Directions:
From the listing below, set down exactly each line beginning with the one containing "impl fmt::Debug for" and ending with the last.

Source material:
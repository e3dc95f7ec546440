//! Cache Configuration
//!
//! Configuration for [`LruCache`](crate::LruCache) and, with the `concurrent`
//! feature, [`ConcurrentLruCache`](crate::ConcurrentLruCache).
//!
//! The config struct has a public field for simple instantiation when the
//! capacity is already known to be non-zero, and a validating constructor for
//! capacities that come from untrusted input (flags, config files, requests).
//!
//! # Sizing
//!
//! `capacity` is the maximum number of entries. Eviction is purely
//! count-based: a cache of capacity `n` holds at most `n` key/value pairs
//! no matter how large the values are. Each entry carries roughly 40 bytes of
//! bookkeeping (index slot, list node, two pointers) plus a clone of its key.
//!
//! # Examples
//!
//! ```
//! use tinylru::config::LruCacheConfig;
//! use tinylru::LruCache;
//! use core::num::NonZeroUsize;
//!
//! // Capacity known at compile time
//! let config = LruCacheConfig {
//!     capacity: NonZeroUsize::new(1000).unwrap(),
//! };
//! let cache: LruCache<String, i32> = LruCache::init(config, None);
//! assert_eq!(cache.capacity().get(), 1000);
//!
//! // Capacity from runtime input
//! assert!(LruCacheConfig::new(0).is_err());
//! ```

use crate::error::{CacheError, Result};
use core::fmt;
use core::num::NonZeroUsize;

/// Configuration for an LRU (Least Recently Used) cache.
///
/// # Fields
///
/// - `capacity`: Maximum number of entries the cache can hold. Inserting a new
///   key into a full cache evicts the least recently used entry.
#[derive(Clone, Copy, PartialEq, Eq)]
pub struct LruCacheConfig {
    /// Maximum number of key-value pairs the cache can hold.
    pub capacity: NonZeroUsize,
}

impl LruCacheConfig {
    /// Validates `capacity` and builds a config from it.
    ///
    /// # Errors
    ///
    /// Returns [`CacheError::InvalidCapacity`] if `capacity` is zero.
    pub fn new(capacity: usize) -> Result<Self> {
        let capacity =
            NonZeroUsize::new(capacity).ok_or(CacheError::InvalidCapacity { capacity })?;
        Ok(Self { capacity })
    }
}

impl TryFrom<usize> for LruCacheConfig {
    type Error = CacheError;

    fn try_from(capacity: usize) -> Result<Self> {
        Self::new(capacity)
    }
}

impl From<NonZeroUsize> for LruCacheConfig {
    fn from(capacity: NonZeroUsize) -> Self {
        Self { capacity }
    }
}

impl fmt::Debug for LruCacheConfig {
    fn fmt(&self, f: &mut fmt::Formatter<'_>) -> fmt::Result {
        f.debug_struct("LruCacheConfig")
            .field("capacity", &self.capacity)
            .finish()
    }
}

Exercise answer:
impl fmt::Debug for LruCacheConfig {
    fn fmt(&self, f: &mut fmt::Formatter<'_>) -> fmt::Result {
        f.debug_struct("LruCacheConfig")
            .field("capacity", &self.capacity)
            .finish()
    }
}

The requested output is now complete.